“Special Needs” Kid or Threatening Troublemaker?
It’s a knee-jerk culture we live in, especially with media. See a headline, react. Click on a link, cue outrage. That was my response when I first read about David Madden, the principal of Oxford Area High School in Chester County. It was bad enough that Madden was texting to two administrators during their meeting with a student and his mother. Far worse was what he said in that message and others: dropping an obscenity, calling the special-needs teenager a “psychopath,” and referring to special-needs kids as “the guilty people” who have more rights than “the innocent.”
Madden was suspended in March, but reinstated in July, under the odd condition that he could no longer work with special-education students. That led to what was described as a rather hostile gathering at the school board meeting on Tuesday. Adults, many of them presumably parents, booed and jeered. The board president scolded them. The father of one special-needs student pledged to rally voters and get rid of the board members who voted for Madden to keep his job. From what I’d read in the first few paragraphs of the initial Inquirer story about Madden’s behavior, their outrage seemed justified.
Read the whole piece, though, and the black-and-white indignation turns gray, or at least it did for me. Madden’s emails revealed an administrator who felt handcuffed by the system, unable to remove a student he considered a threat—the same bipolar teen in that meeting, who he compared to “Hinkley, [sic] Booth and Oswald.” In his sophomore year, that student was charged with harassing an ex-girlfriend. He left the high school for a “therapeutic program” as a junior, and when he returned as a senior, the police were called when he refused to leave his current girlfriend’s classroom. Madden claims the student threatened to kill the teacher who reported him, a charge the student denies.

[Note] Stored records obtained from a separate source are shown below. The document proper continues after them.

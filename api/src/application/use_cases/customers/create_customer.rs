use super::CustomerInput;
use crate::application::use_cases::non_blank;
use crate::application::error::{AppError, AppResult};
use crate::application::ports::customer_repository::CustomerRepository;
use crate::domain::customers::{Customer, NewCustomer, normalize_email, normalize_phone};

pub struct CreateCustomer<'a, R: CustomerRepository + ?Sized> {
    pub repo: &'a R,
}

impl<'a, R: CustomerRepository + ?Sized> CreateCustomer<'a, R> {
    pub async fn execute(&self, input: &CustomerInput) -> AppResult<Customer> {
        let (Some(name), Some(phone)) = (
            non_blank(input.name.as_deref()),
            non_blank(input.phone.as_deref()),
        ) else {
            return Err(AppError::validation("name and phone are required"));
        };
        let phone = normalize_phone(phone).map_err(AppError::Validation)?;
        let email = match input.email.as_deref() {
            Some(raw) => normalize_email(raw).map_err(AppError::Validation)?,
            None => None,
        };
        let points = input.points.unwrap_or(0);
        if points < 0 {
            return Err(AppError::validation("points cannot be negative"));
        }
        if self.repo.find_by_phone(&phone, None).await?.is_some() {
            return Err(AppError::conflict("phone number is already registered"));
        }
        let customer = self
            .repo
            .create(&NewCustomer {
                name: name.to_string(),
                email,
                phone,
                points,
            })
            .await?;
        tracing::debug!(customer_id = customer.id, "customer_created");
        Ok(customer)
    }
}

#[cfg(test)]
mod tests {
    use super::*;
    use crate::application::use_cases::test_support::MemoryStore;

    #[tokio::test]
    async fn creates_with_derived_tier() {
        let store = MemoryStore::default();
        store.seed_membership("Silver", 100, 5.0);
        store.seed_membership("Gold", 500, 10.0);
        let uc = CreateCustomer { repo: &store };
        let c = uc
            .execute(&CustomerInput {
                name: Some(" Budi ".into()),
                email: Some("".into()),
                phone: Some("0812-1111-2222".into()),
                points: Some(150),
            })
            .await
            .unwrap();
        assert_eq!(c.name, "Budi");
        assert_eq!(c.phone, "081211112222");
        assert_eq!(c.email, None);
        assert_eq!(c.tier.as_deref(), Some("Silver"));
    }

    #[tokio::test]
    async fn duplicate_phone_conflicts() {
        let store = MemoryStore::default();
        store.seed_customer("Siti", "081211112222", 0);
        let uc = CreateCustomer { repo: &store };
        let err = uc
            .execute(&CustomerInput {
                name: Some("Budi".into()),
                phone: Some("0812 1111 2222".into()),
                ..Default::default()
            })
            .await
            .unwrap_err();
        assert!(matches!(err, AppError::Conflict(_)));
    }

    #[tokio::test]
    async fn phone_is_required_and_validated() {
        let store = MemoryStore::default();
        let uc = CreateCustomer { repo: &store };
        let missing = CustomerInput {
            name: Some("Budi".into()),
            ..Default::default()
        };
        assert!(matches!(uc.execute(&missing).await, Err(AppError::Validation(_))));
        let bad = CustomerInput {
            name: Some("Budi".into()),
            phone: Some("call me".into()),
            ..Default::default()
        };
        assert!(matches!(uc.execute(&bad).await, Err(AppError::Validation(_))));
    }
}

One thing here is certain: Madden’s loose language and insensitive remarks were inappropriate. His attitude toward a particular class of students suggests that perhaps he does deserve to lose his job. But let’s remove the phrase “special needs” from this story for a moment (and set aside Madden’s regrettable comments). You’re left with a principal who was troubled by a disruptive kid who threatened at least one classmate, was accused of threatening a teacher, and was reportedly seen as a problem by at least two other school employees. Madden’s remarks were insulting, but from what’s been revealed, Madden wasn’t singling out children with autism or cerebral palsy—when I see “special needs students,” that’s what comes to my mind. This student appears to have emotional problems linked to a psychiatric disorder. That presents a complex challenge for everyone—administrators, teachers and fellow classmates.
The term “special needs” encompasses so much these days, and I’m sure there are a lot of parents who worry about the emotionally unstable student at the desk next to their child. But to even articulate that thought makes you sound insensitive at best, or as Madden seems to be perceived these days, a rotten person. Unfortunately, Madden’s choice of words overshadowed what could be a valuable discussion about what “special needs” entails and the mechanisms in place for removing troublemakers from school. It’s a thorny subject, one that a number of teachers I know have struggled with. They’ve seen how some disruptive students not only learn very little themselves, but can drag an entire class to a grinding halt. Who wins in that scenario, they wonder? It’s a subject that begs for nuanced conversation, not the name-calling and finger-pointing that surrounds Madden and Oxford. Both sides have worthwhile points to make, if only we take the time to listen before our indignation kicks in and we’ve moved on to the next hot-button story of the minute.